- Relator(a)
- Ministro Ricardo Villas Bôas Cueva
- Órgão julgador
- Terceira Turma
- Data do julgamento
- 02/03/2026
- Data de publicação
- 05/03/2026
STJ – Acórdão, Rel. Ministro Ricardo Villas Bôas Cueva, Terceira Turma, j. 02/03/2026, p. 05/03/2026
AGRAVO EM RECURSO ESPECIAL. CIVIL. SEGURO DE VIDA EM GRUPO. DOENÇA PROFISSIONAL. INVALIDEZ TOTAL OU PARCIAL POR ACIDENTE (IPA). INVALIDEZ FUNCIONAL PERMANENTE POR DOENÇA (IFPD).
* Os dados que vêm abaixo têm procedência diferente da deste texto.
//! Liveness endpoint used for readiness checks and tests.

use rocket::serde::json::Json;
use rocket_okapi::openapi;
use schemars::JsonSchema;
use serde::{Deserialize, Serialize};

/// Basic response payload describing service health.
#[derive(Debug, Serialize, Deserialize, JsonSchema)]
pub struct HealthResponse {
    pub status: String,
    pub service: String,
}

#[openapi(tag = "Health")]
#[get("/health")]
pub fn health_check() -> Json<HealthResponse> {
    Json(HealthResponse {
        status: "ok".to_string(),
        service: env!("CARGO_PKG_NAME").to_string(),
    })
}
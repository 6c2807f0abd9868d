//! Import coordination: drains a [`PortStream`] into fixed-size bulk upserts.
//!
//! Termination policy, whichever comes first:
//! - stream exhausted: flush the partial batch, report completion
//! - parse error: flush the partial batch, return the parse error
//! - cancellation: flush the partial batch, report cancellation
//! - repository failure: return it immediately
//!
//! Every received port takes part in exactly one flush attempt.

use crate::error::PortError;
use crate::import::batch::{FlushReason, PortBatch};
use crate::import::parser::PortStream;
use crate::import::stats::{ImportOutcome, ImportStats};
use crate::repository::PortRepository;
use std::sync::Arc;
use tokio_util::sync::CancellationToken;

/// Batches decoded ports into a [`PortRepository`].
pub struct ImportCoordinator {
    repository: Arc<dyn PortRepository>,
    batch_size: usize,
}

impl ImportCoordinator {
    pub fn new(repository: Arc<dyn PortRepository>, batch_size: usize) -> Self {
        Self {
            repository,
            batch_size: batch_size.max(1),
        }
    }

    /// Drain `stream` until it ends, fails, or `cancel` fires.
    ///
    /// Returns as soon as cancellation is observed, without waiting for the
    /// parser; dropping the stream releases it.
    pub async fn run(
        &self,
        mut stream: PortStream,
        cancel: &CancellationToken,
    ) -> Result<ImportOutcome, PortError> {
        let mut batch = PortBatch::new(self.batch_size);
        let mut stats = ImportStats::default();

        loop {
            tokio::select! {
                biased;

                _ = cancel.cancelled() => {
                    log::info!("import cancelled with {} ports pending", batch.len());
                    self.flush(&mut batch, FlushReason::Cancelled, &mut stats).await?;
                    return Ok(ImportOutcome::Cancelled(stats));
                }
                next = stream.next() => match next {
                    Some(Ok(port)) => {
                        if batch.append(port) {
                            self.flush(&mut batch, FlushReason::Full, &mut stats).await?;
                        }
                    }
                    Some(Err(parse)) => {
                        log::warn!("import input rejected with {} ports pending: {}", batch.len(), parse);
                        if let Err(save) = self.flush(&mut batch, FlushReason::ParseError, &mut stats).await {
                            return Err(PortError::SaveAfterParse {
                                save: Box::new(save),
                                parse: Box::new(parse),
                            });
                        }
                        return Err(parse);
                    }
                    None => {
                        self.flush(&mut batch, FlushReason::EndOfInput, &mut stats).await?;
                        return Ok(ImportOutcome::Completed(stats));
                    }
                },
            }
        }
    }

    async fn flush(
        &self,
        batch: &mut PortBatch,
        reason: FlushReason,
        stats: &mut ImportStats,
    ) -> Result<(), PortError> {
        let Some(ports) = batch.flush(reason) else {
            return Ok(());
        };

        log::debug!("saving batch of {} ports ({})", ports.len(), reason);
        if let Err(err) = self.repository.save_bulk(&ports).await {
            log::error!("failed to save batch of {} ports: {}", ports.len(), err);
            return Err(err);
        }

        stats.record_batch(ports.len());
        Ok(())
    }
}
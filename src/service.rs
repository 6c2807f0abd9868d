//! Application service shared by the HTTP routes and the CLI.

use crate::config::ImportConfig;
use crate::error::PortError;
use crate::import::{ImportCoordinator, ImportOutcome, JsonPortParser};
use crate::models::Port;
use crate::repository::PortRepository;
use std::io::Read;
use std::sync::Arc;
use tokio_util::sync::CancellationToken;

/// Entry point for creating, looking up and importing ports.
#[derive(Clone)]
pub struct PortService {
    repository: Arc<dyn PortRepository>,
    import_config: ImportConfig,
}

impl PortService {
    pub fn new(repository: Arc<dyn PortRepository>, import_config: ImportConfig) -> Self {
        Self {
            repository,
            import_config,
        }
    }

    /// Store a single port under its derived id (first unloc, upper-cased),
    /// replacing any existing port with that id.
    pub async fn create_or_update(&self, port: Port) -> Result<Port, PortError> {
        let port = port.with_unloc_id()?;
        self.repository
            .save_bulk(std::slice::from_ref(&port))
            .await?;
        Ok(port)
    }

    pub async fn find_by_id(&self, id: &str) -> Result<Port, PortError> {
        self.repository.find_by_id(id).await.inspect_err(|err| {
            if !matches!(err, PortError::NotFound) {
                log::error!("failed to load port '{}': {}", id, err);
            }
        })
    }

    /// Stream a port document from `reader` into the repository.
    ///
    /// `cancel` interrupts the import: ports decoded so far are saved and
    /// [`ImportOutcome::Cancelled`] is returned.
    pub async fn import_ports<R>(
        &self,
        reader: R,
        cancel: CancellationToken,
    ) -> Result<ImportOutcome, PortError>
    where
        R: Read + Send + 'static,
    {
        log::info!(
            "starting port import (batch size {})",
            self.import_config.batch_size
        );

        let stream = JsonPortParser::new(reader).parse(cancel.clone());
        let outcome = ImportCoordinator::new(self.repository.clone(), self.import_config.batch_size)
            .run(stream, &cancel)
            .await?;

        match &outcome {
            ImportOutcome::Completed(stats) => log::info!("port import completed: {}", stats),
            ImportOutcome::Cancelled(stats) => {
                log::info!("port import cancelled after saving {}", stats)
            }
        }
        Ok(outcome)
    }
}
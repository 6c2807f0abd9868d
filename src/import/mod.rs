//! Streaming port import.
//!
//! A parser and a coordinator run concurrently, connected by a single-slot
//! channel:
//!
//! 1. **Parsing** (`parser`) - decodes the document incrementally on the
//!    blocking pool and yields `Result<Port, PortError>` items, ending after
//!    the first error
//! 2. **Coordination** (`coordinator`) - accumulates ports into fixed-size
//!    batches (`batch`) and bulk-upserts each one through a `PortRepository`
//! 3. **Statistics** (`stats`) - counts what was persisted and how the import
//!    ended
//!
//! Records reach the repository in document order, and batch N is saved
//! before any port of batch N+1 is accepted. Cancellation flushes the partial
//! batch and returns without draining the rest of the input.
//!
//! # Example Usage
//!
//! ```rust,ignore
//! use ports_service::import::{ImportCoordinator, JsonPortParser};
//!
//! let cancel = CancellationToken::new();
//! let stream = JsonPortParser::new(File::open("ports.json")?).parse(cancel.clone());
//! let outcome = ImportCoordinator::new(repository, 200).run(stream, &cancel).await?;
//!
//! println!("Imported {}", outcome.stats());
//! ```

pub mod batch;
pub mod coordinator;
pub mod parser;
pub mod stats;

pub use batch::{FlushReason, PortBatch};
pub use coordinator::ImportCoordinator;
pub use parser::{JsonPortParser, ParsedPort, PortStream};
pub use stats::{ImportOutcome, ImportStats};
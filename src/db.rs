//! Connection pool construction and schema migrations.

use crate::config::DatabaseConfig;
use sqlx::migrate::Migrator;
use sqlx::postgres::PgPoolOptions;
use sqlx::PgPool;

static MIGRATOR: Migrator = sqlx::migrate!("./migrations");

/// Open a pool against the configured database.
pub async fn connect(config: &DatabaseConfig) -> Result<PgPool, sqlx::Error> {
    log::info!(
        "connecting to postgres at {}:{}/{}",
        config.host,
        config.port,
        config.name
    );

    PgPoolOptions::new()
        .max_connections(config.max_connections)
        .connect_with(config.connect_options())
        .await
}

/// Apply pending migrations. Already-applied migrations are skipped.
pub async fn run_migrations(pool: &PgPool) -> Result<(), sqlx::Error> {
    log::info!("checking database migration state");

    MIGRATOR.run(pool).await?;

    log::info!("database migrations up to date");
    Ok(())
}
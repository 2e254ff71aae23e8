//! Calculatrice+ : calculatrice de bureau (egui) sur un noyau d’évaluation sûr.
//!
//! - `noyau` : tokenize -> RPN -> arbre -> f64, sans état global
//! - `app`   : état UI (mémoire, historique, devises, graphe) + vue egui

pub mod app;
pub mod noyau;
//! Noyau d’évaluation sûr (sans évaluation générique du texte saisi)
//!
//! Organisation interne :
//! - erreur.rs   : taxonomie ErreurCalc (lexicale, syntaxe, division, domaine, dépassement)
//! - jetons.rs   : tokenisation paresseuse (maximal munch sur les fonctions)
//! - rpn.rs      : shunting-yard + construction Expr
//! - expr.rs     : AST flottant
//! - eval.rs     : Formule + evaluate (pipeline complet)
//! - serie.rs    : evaluate_series (fonctions de graphe en x)
//! - format.rs   : affichage d’un résultat

pub mod erreur;
pub mod eval;
pub mod expr;
pub mod format;
pub mod jetons;
pub mod rpn;
pub mod serie;

#[cfg(test)]
mod tests_proprietes;

#[cfg(test)]
mod tests_fuzz_safe;

// API publique minimale
pub use erreur::ErreurCalc;
pub use eval::{evaluate, evaluate_detaille, Demarche, Formule};
pub use format::{format_resultat, texte_relisible};
pub use serie::{echantillons, evaluate_series};
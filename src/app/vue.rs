// src/app/vue.rs
//
// Vue (UI egui), natif + web
// ---------------------------
// Objectifs :
// - Même AppCalc (etat.rs) pour natif + wasm
// - Clavier : Enter évalue (quand le champ est focus)
// - Tactile : gros boutons, focus redonné après clic (focus_entree)
// - Panneaux repliables : historique, devises, graphe (tableau), démarche
//
// Note :
// - Toute la logique est dans etat.rs ; ici on ne fait qu’afficher et router les clics.

use eframe::egui;

use super::devises::Devise;
use super::etat::{AppCalc, GRAPHE_X_MAX, GRAPHE_X_MIN};
use crate::noyau::format_resultat;

/// Lignes max du tableau de points (sous-échantillonné au-delà).
const LIGNES_GRAPHE: usize = 25;

impl AppCalc {
    /// UI principale : à appeler depuis eframe::App::update(...)
    pub fn ui(&mut self, ui: &mut egui::Ui) {
        // Densité “calc”
        ui.spacing_mut().item_spacing = egui::vec2(6.0, 6.0);

        egui::ScrollArea::vertical()
            .auto_shrink([false, false])
            .show(ui, |ui| {
                ui.heading("Calculatrice+");
                ui.add_space(6.0);

                self.ui_entree(ui);

                ui.add_space(8.0);
                ui.separator();
                ui.add_space(8.0);

                self.ui_historique(ui);
                self.ui_devises(ui);
                self.ui_graphe(ui);
                self.ui_demarche(ui);
            });
    }

    fn ui_entree(&mut self, ui: &mut egui::Ui) {
        let resp = ui.add(
            egui::TextEdit::singleline(&mut self.entree)
                .desired_width(ui.available_width())
                .hint_text("Ex: (1+2)*3, sin90, sqrt(2)/2, x*x pour le graphe")
                .id_source("entree_edit")
                .font(egui::TextStyle::Heading),
        );

        // Après un clic bouton, on redonne le focus
        if self.focus_entree {
            resp.request_focus();
            self.focus_entree = false;
        }

        // --- Clavier : Enter évalue (seulement si le champ est focus) ---
        let enter = ui.input(|i| i.key_pressed(egui::Key::Enter));
        if (resp.has_focus() || resp.lost_focus()) && enter {
            self.calculer();
        }

        if !self.resultat.is_empty() {
            ui.monospace(format!("= {}", self.resultat));
        }

        ui.add_space(6.0);

        // Mémoire + effacement
        ui.horizontal(|ui| {
            self.bouton_action(ui, "C", "Efface seulement l’entrée", Action::ClearEntree);
            self.bouton_action(ui, "DEL", "Efface le dernier symbole", Action::Backspace);

            ui.separator();

            self.bouton_action(ui, "M+", "Ajoute l’entrée à la mémoire", Action::MemoirePlus);
            self.bouton_action(ui, "M-", "Soustrait l’entrée de la mémoire", Action::MemoireMoins);
            self.bouton_action(ui, "MR", "Rappelle la mémoire", Action::MemoireRappel);
            self.bouton_action(ui, "MC", "Efface la mémoire", Action::MemoireEffacer);
        });

        ui.add_space(6.0);

        // Fonctions (avancé)
        ui.horizontal_wrapped(|ui| {
            for f in ["sin", "cos", "tan", "log", "exp", "√"] {
                self.bouton_insert(ui, f, f);
            }
            self.bouton_insert(ui, "x", "x");

            ui.separator();

            self.bouton_action(ui, "Graphe", "Échantillonne l’entrée en x", Action::Tracer);
        });

        ui.add_space(8.0);

        self.ui_pave_numerique(ui);

        if !self.erreur.is_empty() {
            ui.add_space(6.0);
            ui.colored_label(ui.visuals().error_fg_color, &self.erreur);
        }
        if !self.info.is_empty() {
            ui.add_space(6.0);
            ui.label(&self.info);
        }
    }

    fn ui_pave_numerique(&mut self, ui: &mut egui::Ui) {
        egui::Grid::new("pave_numerique")
            .num_columns(4)
            .spacing([6.0, 6.0])
            .show(ui, |ui| {
                for ligne in [
                    ["7", "8", "9", "/"],
                    ["4", "5", "6", "*"],
                    ["1", "2", "3", "-"],
                    ["0", ".", "(", ")"],
                ] {
                    for touche in ligne {
                        self.bouton_insert(ui, touche, touche);
                    }
                    ui.end_row();
                }

                self.bouton_insert(ui, "+", "+");
                ui.label("");
                ui.label("");
                self.bouton_action(ui, "=", "Calculer", Action::Calculer);
                ui.end_row();
            });
    }

    /// Backspace “intelligent” : retire d’un coup les noms de fonctions ("sqrt", "sin", etc.).
    fn backspace_entree(&mut self) {
        if self.entree.is_empty() {
            return;
        }

        // Retire espaces finaux
        while self.entree.ends_with(' ') {
            self.entree.pop();
        }

        // Retire tokens connus
        for pat in ["sqrt", "sin", "cos", "tan", "log", "exp"] {
            if self.entree.ends_with(pat) {
                for _ in 0..pat.chars().count() {
                    self.entree.pop();
                }
                return;
            }
        }

        // Sinon : un caractère
        self.entree.pop();
    }

    fn ui_historique(&mut self, ui: &mut egui::Ui) {
        egui::CollapsingHeader::new(format!("Historique ({})", self.historique.len()))
            .default_open(false)
            .show(ui, |ui| {
                if self.historique.is_empty() {
                    ui.monospace("vide");
                }
                for entree in self.historique.iter() {
                    ui.monospace(entree.to_string());
                }
            });
    }

    fn ui_devises(&mut self, ui: &mut egui::Ui) {
        egui::CollapsingHeader::new("Convertisseur de devises")
            .default_open(false)
            .show(ui, |ui| {
                ui.horizontal(|ui| {
                    ui.label("Montant (USD) :");
                    ui.add(
                        egui::TextEdit::singleline(&mut self.montant_devise)
                            .desired_width(120.0)
                            .id_source("montant_devise"),
                    );
                });

                ui.horizontal(|ui| {
                    egui::ComboBox::from_label("Vers")
                        .selected_text(self.devise.code())
                        .show_ui(ui, |ui| {
                            for d in Devise::TOUTES {
                                ui.selectable_value(
                                    &mut self.devise,
                                    d,
                                    format!("{} : {}", d.code(), d.nom()),
                                );
                            }
                        });

                    if ui.button("Convertir").clicked() {
                        self.convertir_devise();
                    }
                });

                if !self.conversion.is_empty() {
                    ui.monospace(&self.conversion);
                }
            });
    }

    fn ui_graphe(&mut self, ui: &mut egui::Ui) {
        egui::CollapsingHeader::new("Graphe")
            .default_open(true)
            .show(ui, |ui| {
                ui.horizontal(|ui| {
                    ui.label(format!("x ∈ [{GRAPHE_X_MIN}, {GRAPHE_X_MAX}]"));
                    let mut n = self.points_graphe as u32;
                    let resp = ui.add(
                        egui::DragValue::new(&mut n)
                            .speed(10)
                            .range(2..=4000)
                            .suffix(" points"),
                    );
                    if resp.changed() {
                        self.set_points_graphe(n as usize);
                    }
                });

                let Some(g) = &self.graphe else {
                    ui.monospace("aucun graphe (bouton « Graphe »)");
                    return;
                };

                ui.monospace(format!("y = {}", g.expression));
                let plage = match (g.resume.y_min, g.resume.y_max) {
                    (Some(a), Some(b)) => {
                        format!("y ∈ [{}, {}]", format_resultat(a), format_resultat(b))
                    }
                    _ => "aucun point valide".to_string(),
                };
                ui.monospace(format!(
                    "{} points valides, {} en échec, {plage}",
                    g.resume.valides, g.resume.echecs
                ));

                let pas = g.points.len().div_ceil(LIGNES_GRAPHE).max(1);
                egui::Grid::new("table_graphe")
                    .num_columns(2)
                    .striped(true)
                    .show(ui, |ui| {
                        ui.strong("x");
                        ui.strong("y");
                        ui.end_row();

                        for (x, y) in g.points.iter().step_by(pas) {
                            ui.monospace(format_resultat(*x));
                            match y {
                                Ok(v) => ui.monospace(format_resultat(*v)),
                                Err(e) => ui.colored_label(ui.visuals().error_fg_color, e.to_string()),
                            };
                            ui.end_row();
                        }
                    });
            });
    }

    fn ui_demarche(&mut self, ui: &mut egui::Ui) {
        egui::CollapsingHeader::new("Démarche")
            .default_open(false)
            .show(ui, |ui| {
                Self::champ_demarche(ui, "Jetons", "demarche_jetons", &self.demarche.jetons);
                Self::champ_demarche(ui, "RPN", "demarche_rpn", &self.demarche.rpn);
                Self::champ_demarche(ui, "Arbre", "demarche_arbre", &self.demarche.arbre);
            });
    }

    fn champ_demarche(ui: &mut egui::Ui, titre: &str, id: &str, contenu: &str) {
        ui.add_space(4.0);
        ui.label(format!("{titre} :"));

        // Affichage lecture seule “stable”, sans TextEdit interactif.
        egui::Frame::group(ui.style())
            .fill(ui.visuals().extreme_bg_color)
            .show(ui, |ui| {
                ui.push_id(id, |ui| {
                    ui.set_min_width(ui.available_width());
                    ui.monospace(contenu);
                });
            });
    }

    fn bouton_action(&mut self, ui: &mut egui::Ui, label: &str, tip: &str, action: Action) {
        let resp = ui
            .add_sized([56.0, 30.0], egui::Button::new(label))
            .on_hover_text(tip);

        if resp.clicked() {
            match action {
                Action::ClearEntree => self.clear_entree(),
                Action::Backspace => self.backspace_entree(),
                Action::Calculer => self.calculer(),
                Action::MemoirePlus => self.memoire_plus(),
                Action::MemoireMoins => self.memoire_moins(),
                Action::MemoireRappel => self.memoire_rappel(),
                Action::MemoireEffacer => self.memoire_effacer(),
                Action::Tracer => self.tracer(),
            }
            self.focus_entree = true;
        }
    }

    fn bouton_insert(&mut self, ui: &mut egui::Ui, label: &str, to_insert: &str) {
        let resp = ui.add_sized([46.0, 28.0], egui::Button::new(label));
        if resp.clicked() {
            self.inserer(to_insert);
        }
    }
}

#[derive(Clone, Copy, Debug)]
enum Action {
    ClearEntree,
    Backspace,
    Calculer,
    MemoirePlus,
    MemoireMoins,
    MemoireRappel,
    MemoireEffacer,
    Tracer,
}
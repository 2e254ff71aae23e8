//! src/app/memoire.rs
//!
//! Registre mémoire (M+, M-, MR, MC).
//!
//! Contrats :
//! - persiste entre les calculs jusqu’à un effacement explicite (MC)
//! - le rappel (MR) ne modifie jamais la valeur
//! - la valeur reste finie : un cumul qui déborde est refusé, la mémoire ne change pas

use crate::noyau::erreur::{ErreurCalc, ResultatCalc};

#[derive(Clone, Copy, Debug, Default, PartialEq)]
pub struct Memoire {
    valeur: f64,
}

impl Memoire {
    /// M+ : retourne la nouvelle valeur.
    pub fn ajouter(&mut self, v: f64) -> ResultatCalc<f64> {
        self.cumuler(self.valeur + v, "M+")
    }

    /// M- : retourne la nouvelle valeur.
    pub fn soustraire(&mut self, v: f64) -> ResultatCalc<f64> {
        self.cumuler(self.valeur - v, "M-")
    }

    fn cumuler(&mut self, nouvelle: f64, op: &'static str) -> ResultatCalc<f64> {
        if !nouvelle.is_finite() {
            tracing::warn!(memoire = self.valeur, op, "dépassement, mémoire inchangée");
            return Err(ErreurCalc::Depassement);
        }
        self.valeur = nouvelle;
        tracing::info!(memoire = self.valeur, op);
        Ok(self.valeur)
    }

    /// MR
    pub fn rappeler(&self) -> f64 {
        self.valeur
    }

    /// MC
    pub fn effacer(&mut self) {
        self.valeur = 0.0;
        tracing::info!("MC");
    }
}
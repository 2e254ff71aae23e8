// src/noyau/format.rs
//
// Affichage d’un résultat f64 pour l’écran (résultat, historique, info mémoire).
// - entiers exacts : sans décimales (5, -12)
// - très grands / très petits : notation scientifique
// - sinon : 10 décimales max, zéros finaux retirés (sin30 -> 0.5)
//
// texte_relisible : ce qui retourne dans l’entrée (sans perte, relu par le lexer).

const SEUIL_GRAND: f64 = 1e15;
const SEUIL_PETIT: f64 = 1e-6;
const DECIMALES: usize = 10;

pub fn format_resultat(v: f64) -> String {
    if v.is_nan() {
        return "NaN".to_string();
    }
    if v.is_infinite() {
        return if v > 0.0 { "∞" } else { "-∞" }.to_string();
    }

    // -0 => 0
    if v == 0.0 {
        return "0".to_string();
    }

    let a = v.abs();
    if a >= SEUIL_GRAND || a < SEUIL_PETIT {
        return format!("{v:e}");
    }

    if v.fract() == 0.0 {
        return format!("{v:.0}");
    }

    let txt = format!("{:.*}", DECIMALES, v);
    txt.trim_end_matches('0').trim_end_matches('.').to_string()
}

/// Texte d’une valeur finie que le lexer relit exactement (entrée, rappel mémoire).
///
/// Display f64 : jamais d’exposant, aller-retour exact. -0 devient 0.
pub fn texte_relisible(v: f64) -> String {
    if v == 0.0 {
        return "0".to_string();
    }
    v.to_string()
}
// src/noyau/erreur.rs
//
// Taxonomie des erreurs du noyau.
// Aucune n’est fatale : tout remonte à l’appelant (l’UI affiche le message).

use thiserror::Error;

pub type ResultatCalc<T> = Result<T, ErreurCalc>;

#[derive(Error, Clone, Debug, PartialEq)]
pub enum ErreurCalc {
    /// Caractère non reconnu ou nombre mal formé.
    #[error("erreur lexicale (position {position}) : {message}")]
    Lexicale { position: usize, message: String },

    /// Expression structurellement invalide (parenthèses, opérande, opérateur, vide...).
    #[error("erreur de syntaxe : {0}")]
    Syntaxe(String),

    #[error("division par zéro")]
    DivisionParZero,

    /// log(x<=0), √(x<0).
    #[error("hors domaine : {0}")]
    Domaine(String),

    /// Résultat non représentable en f64.
    #[error("dépassement de capacité")]
    Depassement,

    /// `x` utilisé sans valeur liée (évaluation hors graphe).
    #[error("variable x sans valeur")]
    VariableLibre,
}

impl ErreurCalc {
    pub fn lexicale(position: usize, message: impl Into<String>) -> Self {
        Self::Lexicale {
            position,
            message: message.into(),
        }
    }

    pub fn syntaxe(message: impl Into<String>) -> Self {
        Self::Syntaxe(message.into())
    }

    pub fn domaine(message: impl Into<String>) -> Self {
        Self::Domaine(message.into())
    }

    /// Vrai pour les erreurs détectées avant l’évaluation (texte invalide).
    pub fn est_structurelle(&self) -> bool {
        matches!(self, Self::Lexicale { .. } | Self::Syntaxe(_))
    }
}
//! rondo daemon: join (or found) a ring and serve it forever.
use std::path::PathBuf;
use std::sync::Arc;

use clap::Parser;
use tracing_subscriber::filter::LevelFilter;

use rondo::config::Config;
use rondo::dht::Stabilizer;
use rondo::logging;
use rondo::logging::LogLevel;
use rondo::node::Node;
use rondo::rpc;

#[derive(Parser, Debug)]
#[command(name = "rondo", version, about = "Chord ring membership and routing daemon")]
struct Args {
    /// YAML config file. Flags below override its values.
    #[arg(short, long)]
    config: Option<PathBuf>,

    /// Host to bind and advertise.
    #[arg(long)]
    host: Option<String>,

    /// Port to bind and advertise.
    #[arg(long)]
    port: Option<u16>,

    /// Bootstrap peer as host:port. Omit to found a new ring.
    #[arg(long)]
    known: Option<String>,

    /// Identifier bit length m; must match across the ring.
    #[arg(long)]
    hash_bits: Option<u32>,

    #[arg(long, value_enum, default_value = "info")]
    log_level: LogLevel,
}

#[tokio::main]
async fn main() -> anyhow::Result<()> {
    let args = Args::parse();

    let mut config = match &args.config {
        Some(path) => Config::read_fs(path)?,
        None => Config::new("", 0),
    };
    if let Some(host) = args.host {
        config.host = host;
    }
    if let Some(port) = args.port {
        config.port = port;
    }
    if let Some(known) = &args.known {
        let (host, port) = known
            .rsplit_once(':')
            .ok_or_else(|| anyhow::anyhow!("--known expects host:port, got {known}"))?;
        config.known_host = Some(host.to_owned());
        config.known_port = Some(port.parse()?);
    }
    if let Some(bits) = args.hash_bits {
        config.hash_bits = bits;
    }

    let level = if config.debug {
        LevelFilter::DEBUG
    } else {
        args.log_level.into()
    };
    logging::init(level);

    let node = Arc::new(Node::new(&config)?);
    let (addr, server) =
        rpc::server::spawn(Arc::clone(&node), (config.host.as_str(), config.port)).await?;
    tracing::info!(%addr, id = %node.id(), "ring rpc listening");

    node.join_cluster().await?;
    Stabilizer::new(Arc::clone(&node), config.intervals()).start();

    server.await?;
    Ok(())
}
ACIDENTE PESSOAL. DESCARACTERIZAÇÃO. EXCLUSÃO CONTRATUAL. VALIDADE. REVISÃO. SÚMULAS NºS 5 E 7/STJ. DEVER DE INFORMAÇÃO. ESTIPULANTE. RECURSO REPETITIVO. TEMA Nº 1.112/STJ. 1. Por expressa previsão legal e contratual, a cobertura por Invalidez Permanente Total ou Parcial por Acidente (IPA) e a Invalidez Funcional Permanente por Doença (IFPD) não abrangem as doenças classificadas como profissionais. 2. No caso, não há como rever as conclusões firmadas pelas instâncias ordinárias sem a análise de circunstâncias fático-probatórias dos autos e de cláusulas contratuais, providência inviável no recurso especial devido aos óbices das Súmulas nºs 5 e 7/STJ. 3. Em relação à ausência de responsabilidade das seguradoras pelas informações relativas às condições gerais do contrato, o acórdão recorrido está alinhado ao que foi definido por ocasião do julgamento do Tema nº 1.112/STJ: "na modalidade de contrato de seguro de vida coletivo, cabe exclusivamente ao estipulante, mandatário legal e único sujeito que tem vínculo anterior com os membros do grupo segurável (estipulação própria), a obrigação de prestar informações prévias aos potenciais segurados acerca das condições contratuais quando da formalização da adesão, incluídas as cláusulas limitativas e restritivas de direito previstas na apólice mestre." 4. A aplicação da Súmula nº 7/STJ em relação ao recurso especial interposto pela alínea "a" do permissivo constitucional prejudica a análise da mesma matéria indicada no dissídio jurisprudencial. 5. Agravo conhecido para conhecer parcialmente do recurso especial e, nessa extensão, negar-lhe provimento. (AREsp n. 2.951.369/MS, relator Ministro Ricardo Villas Bôas Cueva, Terceira Turma, julgado em 2/3/2026, DJEN de 5/3/2026.)